These days it feels like everyone’s going gluten-free. And in fact, 30 per cent of us are reducing the amount of gluten in our diets, according to Coeliac Australia. That’s a huge number considering only 1 in 70 people have coeliac disease.
The high number of us going gluten-free can largely be pinned down to the rise in lifestyle-altering diets such as paleo and the growing use of the term “clean-eating”.
Somewhere along the line, ‘gluten-free’ became synonymous with ‘healthy’. Dietitian Caroline Trickey says that’s a problem, because gluten-free foods can often be the opposite.
Listen: 1 in 6 people are ACTUALLY gluten free. Some are pretending. Post continues after audio.
“Many gluten-free products contain ingredients that are high GI and have empty calories,” the culinary nutritionist for gluten-free company The Food Crafters and Healthy Home Cafe says.
“Shoppers need to look closely at the labels on their food and determine the nutritional integrity of a product before adding it to the trolley.”
There are some healthy gluten-free foods out there of course. You just need to know what to look for next time you’re in the gluten-free aisle. To help, Trickey shares her tips for getting to the check-out with a healthy basket.
Know your calories and kilojules.
Trickey explains the term ’empty calorie’ means a food offers you (usually a lot of) energy, ie, kilojules or calories, for very little nutrition in return. So a gluten-free muffin might be packed with sugar and totally absent in complex carbs that are going to keep you fuller for longer.

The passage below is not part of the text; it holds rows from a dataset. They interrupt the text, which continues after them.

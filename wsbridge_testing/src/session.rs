//! In-memory [`Session`] recording everything sent through it.

use std::{
    fmt,
    sync::{
        Arc,
        Mutex,
        MutexGuard,
        PoisonError,
        atomic::{AtomicBool, Ordering},
    },
};

use wsbridge::{
    CloseReason,
    Delivery,
    MessageHandlers,
    Session,
    SessionId,
    TransportError,
    UserProperties,
    session::{BinaryHandler, TextHandler},
};

fn lock<T>(mutex: &Mutex<T>) -> MutexGuard<'_, T> { mutex.lock().unwrap_or_else(PoisonError::into_inner) }

/// Session double for dispatcher and lifecycle tests.
///
/// Inbound traffic is injected with the `receive_*` methods. In whole-message
/// mode fragments are buffered and delivered once the final fragment
/// arrives, as a real container would.
pub struct MemorySession {
    id: SessionId,
    open: AtomicBool,
    subprotocol: Option<String>,
    properties: UserProperties,
    handlers: Mutex<Option<Arc<MessageHandlers>>>,
    text_buffer: Mutex<String>,
    binary_buffer: Mutex<Vec<u8>>,
    sent_text: Mutex<Vec<String>>,
    sent_binary: Mutex<Vec<Vec<u8>>>,
    closes: Mutex<Vec<CloseReason>>,
    fail_close: AtomicBool,
    panic_on_close: AtomicBool,
}

impl MemorySession {
    /// Open session without subprotocol or properties.
    pub fn new() -> Arc<Self> { Self::with_details(None, UserProperties::default()) }

    /// Open session with the given negotiation results.
    pub fn with_details(subprotocol: Option<String>, properties: UserProperties) -> Arc<Self> {
        Arc::new(Self {
            id: SessionId::next(),
            open: AtomicBool::new(true),
            subprotocol,
            properties,
            handlers: Mutex::new(None),
            text_buffer: Mutex::new(String::new()),
            binary_buffer: Mutex::new(Vec::new()),
            sent_text: Mutex::new(Vec::new()),
            sent_binary: Mutex::new(Vec::new()),
            closes: Mutex::new(Vec::new()),
            fail_close: AtomicBool::new(false),
            panic_on_close: AtomicBool::new(false),
        })
    }

    /// Make every later `close` return an error.
    pub fn fail_closes(&self) { self.fail_close.store(true, Ordering::SeqCst); }

    /// Make every later `close` panic.
    pub fn panic_on_close(&self) { self.panic_on_close.store(true, Ordering::SeqCst); }

    /// Close requests received, in order.
    pub fn closes(&self) -> Vec<CloseReason> { lock(&self.closes).clone() }

    /// Text messages sent by the handler.
    pub fn sent_text(&self) -> Vec<String> { lock(&self.sent_text).clone() }

    /// Binary messages sent by the handler.
    pub fn sent_binary(&self) -> Vec<Vec<u8>> { lock(&self.sent_binary).clone() }

    /// Delivery mode of the installed handlers, if any.
    pub fn delivery(&self) -> Option<Delivery> { lock(&self.handlers).as_ref().map(|h| h.delivery()) }

    /// Mark the session closed as if the peer disconnected.
    pub fn drop_connection(&self) { self.open.store(false, Ordering::SeqCst); }

    fn handlers(&self) -> Option<Arc<MessageHandlers>> { lock(&self.handlers).clone() }

    /// Inject one text fragment.
    pub fn receive_text_fragment(&self, fragment: &str, is_last: bool) {
        let Some(handlers) = self.handlers() else {
            return;
        };
        match &handlers.text {
            TextHandler::Partial(callback) => callback(fragment, is_last),
            TextHandler::Whole(callback) => {
                let message = {
                    let mut buffer = lock(&self.text_buffer);
                    buffer.push_str(fragment);
                    is_last.then(|| std::mem::take(&mut *buffer))
                };
                if let Some(message) = message {
                    callback(&message);
                }
            }
        }
    }

    /// Inject a complete text message.
    pub fn receive_text(&self, text: &str) { self.receive_text_fragment(text, true); }

    /// Inject one binary fragment.
    pub fn receive_binary_fragment(&self, fragment: &[u8], is_last: bool) {
        let Some(handlers) = self.handlers() else {
            return;
        };
        match &handlers.binary {
            BinaryHandler::Partial(callback) => callback(fragment, is_last),
            BinaryHandler::Whole(callback) => {
                let message = {
                    let mut buffer = lock(&self.binary_buffer);
                    buffer.extend_from_slice(fragment);
                    is_last.then(|| std::mem::take(&mut *buffer))
                };
                if let Some(message) = message {
                    callback(&message);
                }
            }
        }
    }

    /// Inject a complete binary message.
    pub fn receive_binary(&self, data: &[u8]) { self.receive_binary_fragment(data, true); }

    /// Inject a pong frame.
    pub fn receive_pong(&self, payload: &[u8]) {
        if let Some(handlers) = self.handlers() {
            (handlers.pong)(payload);
        }
    }
}

impl Session for MemorySession {
    fn id(&self) -> SessionId { self.id }

    fn is_open(&self) -> bool { self.open.load(Ordering::SeqCst) }

    fn negotiated_subprotocol(&self) -> Option<String> { self.subprotocol.clone() }

    fn user_properties(&self) -> UserProperties { self.properties.clone() }

    fn install_handlers(&self, handlers: MessageHandlers) { *lock(&self.handlers) = Some(Arc::new(handlers)); }

    fn send_text(&self, text: &str) -> Result<(), TransportError> {
        if !self.is_open() {
            return Err(TransportError::Closed);
        }
        lock(&self.sent_text).push(text.to_owned());
        Ok(())
    }

    fn send_binary(&self, data: &[u8]) -> Result<(), TransportError> {
        if !self.is_open() {
            return Err(TransportError::Closed);
        }
        lock(&self.sent_binary).push(data.to_vec());
        Ok(())
    }

    fn send_ping(&self, _payload: &[u8]) -> Result<(), TransportError> {
        if self.is_open() { Ok(()) } else { Err(TransportError::Closed) }
    }

    fn close(&self, reason: CloseReason) -> Result<(), TransportError> {
        lock(&self.closes).push(reason);
        assert!(!self.panic_on_close.load(Ordering::SeqCst), "close panicked on purpose");
        if self.fail_close.load(Ordering::SeqCst) {
            return Err(TransportError::Protocol("close refused".into()));
        }
        self.open.store(false, Ordering::SeqCst);
        Ok(())
    }
}

impl fmt::Debug for MemorySession {
    fn fmt(&self, f: &mut fmt::Formatter<'_>) -> fmt::Result {
        f.debug_struct("MemorySession")
            .field("id", &self.id)
            .field("open", &self.is_open())
            .field("subprotocol", &self.subprotocol)
            .finish_non_exhaustive()
    }
}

“When you consume high GI, empty calorie foods, it is quickly converted into sugar which can easily be stored as fat, and ultimately lead to weight gain,” she says.

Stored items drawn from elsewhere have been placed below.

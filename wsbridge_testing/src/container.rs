//! In-memory transport container for registry and lifecycle tests.

use std::{
    collections::{HashMap, HashSet},
    sync::{
        Arc,
        Mutex,
        MutexGuard,
        PoisonError,
        atomic::{AtomicBool, AtomicUsize, Ordering},
    },
    time::Duration,
};

use async_trait::async_trait;
use tokio::sync::watch;
use url::Url;
use wsbridge::{
    ClientContainer,
    ClientEndpointConfig,
    CloseReason,
    ContainerTuning,
    DeploymentError,
    Endpoint,
    EndpointRegistration,
    ResolveError,
    ServerContainer,
    SessionHandle,
    TransportError,
};

use crate::session::MemorySession;

fn lock<T>(mutex: &Mutex<T>) -> MutexGuard<'_, T> { mutex.lock().unwrap_or_else(PoisonError::into_inner) }

/// Container double acting as both server and client container.
///
/// Server side: deployed registrations are kept by path and
/// [`open`](Self::open) simulates an inbound connection. Client side:
/// [`connect`](ClientContainer::connect) succeeds with a [`MemorySession`]
/// unless told to fail, and can be held at the handshake to observe
/// lifecycle races.
pub struct MemoryContainer {
    endpoints: Mutex<HashMap<String, Arc<EndpointRegistration>>>,
    rejected: Mutex<HashSet<String>>,
    tuning: Mutex<Vec<String>>,
    attempts: AtomicUsize,
    fail_connects: AtomicBool,
    gate: watch::Sender<bool>,
    sessions: Mutex<Vec<Arc<MemorySession>>>,
}

impl Default for MemoryContainer {
    fn default() -> Self {
        let (gate, _) = watch::channel(true);
        Self {
            endpoints: Mutex::new(HashMap::new()),
            rejected: Mutex::new(HashSet::new()),
            tuning: Mutex::new(Vec::new()),
            attempts: AtomicUsize::new(0),
            fail_connects: AtomicBool::new(false),
            gate,
            sessions: Mutex::new(Vec::new()),
        }
    }
}

impl MemoryContainer {
    /// Fresh shared container.
    pub fn new() -> Arc<Self> { Arc::new(Self::default()) }

    /// Refuse any later deployment at `path`.
    pub fn reject_path(&self, path: impl Into<String>) { lock(&self.rejected).insert(path.into()); }

    /// Paths currently deployed, sorted.
    pub fn paths(&self) -> Vec<String> {
        let mut paths: Vec<_> = lock(&self.endpoints).keys().cloned().collect();
        paths.sort();
        paths
    }

    /// Deployed registration for `path`.
    pub fn registration(&self, path: &str) -> Option<Arc<EndpointRegistration>> {
        lock(&self.endpoints).get(path).cloned()
    }

    /// Tuning calls received, rendered as `name=value`.
    pub fn tuning_calls(&self) -> Vec<String> { lock(&self.tuning).clone() }

    /// Simulate an inbound connection to `path`.
    ///
    /// # Errors
    ///
    /// Returns [`ResolveError`] if no endpoint is deployed at `path` or its
    /// handler cannot be resolved.
    pub fn open(&self, path: &str) -> Result<MemoryConnection, ResolveError> {
        let registration = self
            .registration(path)
            .ok_or_else(|| ResolveError::new::<Self>(format!("no endpoint deployed at {path}")))?;
        let endpoint = registration.endpoint_instance()?;
        let session = MemorySession::with_details(
            registration.subprotocols().first().cloned(),
            registration.user_properties().clone(),
        );
        let handle: SessionHandle = session.clone();
        endpoint.on_open(&handle);
        Ok(MemoryConnection { session, endpoint })
    }

    /// Make later connects fail with [`TransportError::Connect`].
    pub fn fail_connects(&self) { self.fail_connects.store(true, Ordering::SeqCst); }

    /// Hold later connects at the handshake until [`release`](Self::release).
    pub fn hold(&self) { self.gate.send_replace(false); }

    /// Let held connects proceed.
    pub fn release(&self) { self.gate.send_replace(true); }

    /// Number of connect attempts made so far, including held ones.
    pub fn connect_attempts(&self) -> usize { self.attempts.load(Ordering::SeqCst) }

    /// Client sessions opened so far, in order.
    pub fn client_sessions(&self) -> Vec<Arc<MemorySession>> { lock(&self.sessions).clone() }

    fn record(&self, call: String) { lock(&self.tuning).push(call); }
}

impl ContainerTuning for MemoryContainer {
    fn set_async_send_timeout(&self, timeout: Duration) {
        self.record(format!("send_timeout={}", timeout.as_millis()));
    }

    fn set_max_session_idle_timeout(&self, timeout: Duration) {
        self.record(format!("idle_timeout={}", timeout.as_millis()));
    }

    fn set_max_text_message_buffer_size(&self, bytes: usize) { self.record(format!("max_text={bytes}")); }

    fn set_max_binary_message_buffer_size(&self, bytes: usize) {
        self.record(format!("max_binary={bytes}"));
    }
}

impl ServerContainer for MemoryContainer {
    fn add_endpoint(&self, registration: Arc<EndpointRegistration>) -> Result<(), DeploymentError> {
        let path = registration.path().to_owned();
        if lock(&self.rejected).contains(&path) {
            return Err(DeploymentError::Rejected {
                path,
                reason: "rejected by test".into(),
            });
        }
        let mut endpoints = lock(&self.endpoints);
        if endpoints.contains_key(&path) {
            return Err(DeploymentError::DuplicatePath(path));
        }
        endpoints.insert(path, registration);
        Ok(())
    }
}

#[async_trait]
impl ClientContainer for MemoryContainer {
    async fn connect(
        &self,
        endpoint: Arc<dyn Endpoint>,
        config: &ClientEndpointConfig,
        uri: &Url,
    ) -> Result<SessionHandle, TransportError> {
        self.attempts.fetch_add(1, Ordering::SeqCst);
        let mut gate = self.gate.subscribe();
        // The sender lives as long as `self`, so this only fails if the
        // container is being dropped.
        let _ = gate.wait_for(|open| *open).await;

        if self.fail_connects.load(Ordering::SeqCst) {
            return Err(TransportError::Connect {
                uri: uri.to_string(),
                reason: "connection refused".into(),
            });
        }
        let session = MemorySession::with_details(
            config.preferred_subprotocols().first().cloned(),
            Default::default(),
        );
        lock(&self.sessions).push(session.clone());
        let handle: SessionHandle = session;
        endpoint.on_open(&handle);
        Ok(handle)
    }
}

/// Connection opened by [`MemoryContainer::open`].
pub struct MemoryConnection {
    /// Session backing the connection.
    pub session: Arc<MemorySession>,
    endpoint: Arc<dyn Endpoint>,
}

impl MemoryConnection {
    /// The session as seen by handlers.
    pub fn handle(&self) -> SessionHandle { self.session.clone() }

    /// Report a transport failure on the connection.
    pub fn fail(&self, error: TransportError) { self.endpoint.on_error(&self.handle(), error.into()); }

    /// Finish the connection, invoking the close callback with `reason`.
    pub fn close(self, reason: CloseReason) {
        self.session.drop_connection();
        self.endpoint.on_close(&self.handle(), &reason);
    }
}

“In contrast, nutrient-dense low GI foods are metabolised more slowly, this can provide a more sustained release of energy and will keep you feeling full for longer.
“Nutrient-dense foods also provide your body with important nutrients like vitamins and minerals which help it function optimally and support important metabolic processes as well as immune function.”
Be aware of the replacement ingredient.
You may wish to rid wheat from your diet, but make sure you consider what it’s being replaced with.
“Gluten-free products use much higher GI, highly processed products to replace wheat flour like rice and corn flour, they also often include emulsifiers and stabilisers to enhance texture and flavour,” she says.
What’s ironic, is that some of these additives have been linked to gut issues – the very reason many people go gluten-free to begin with.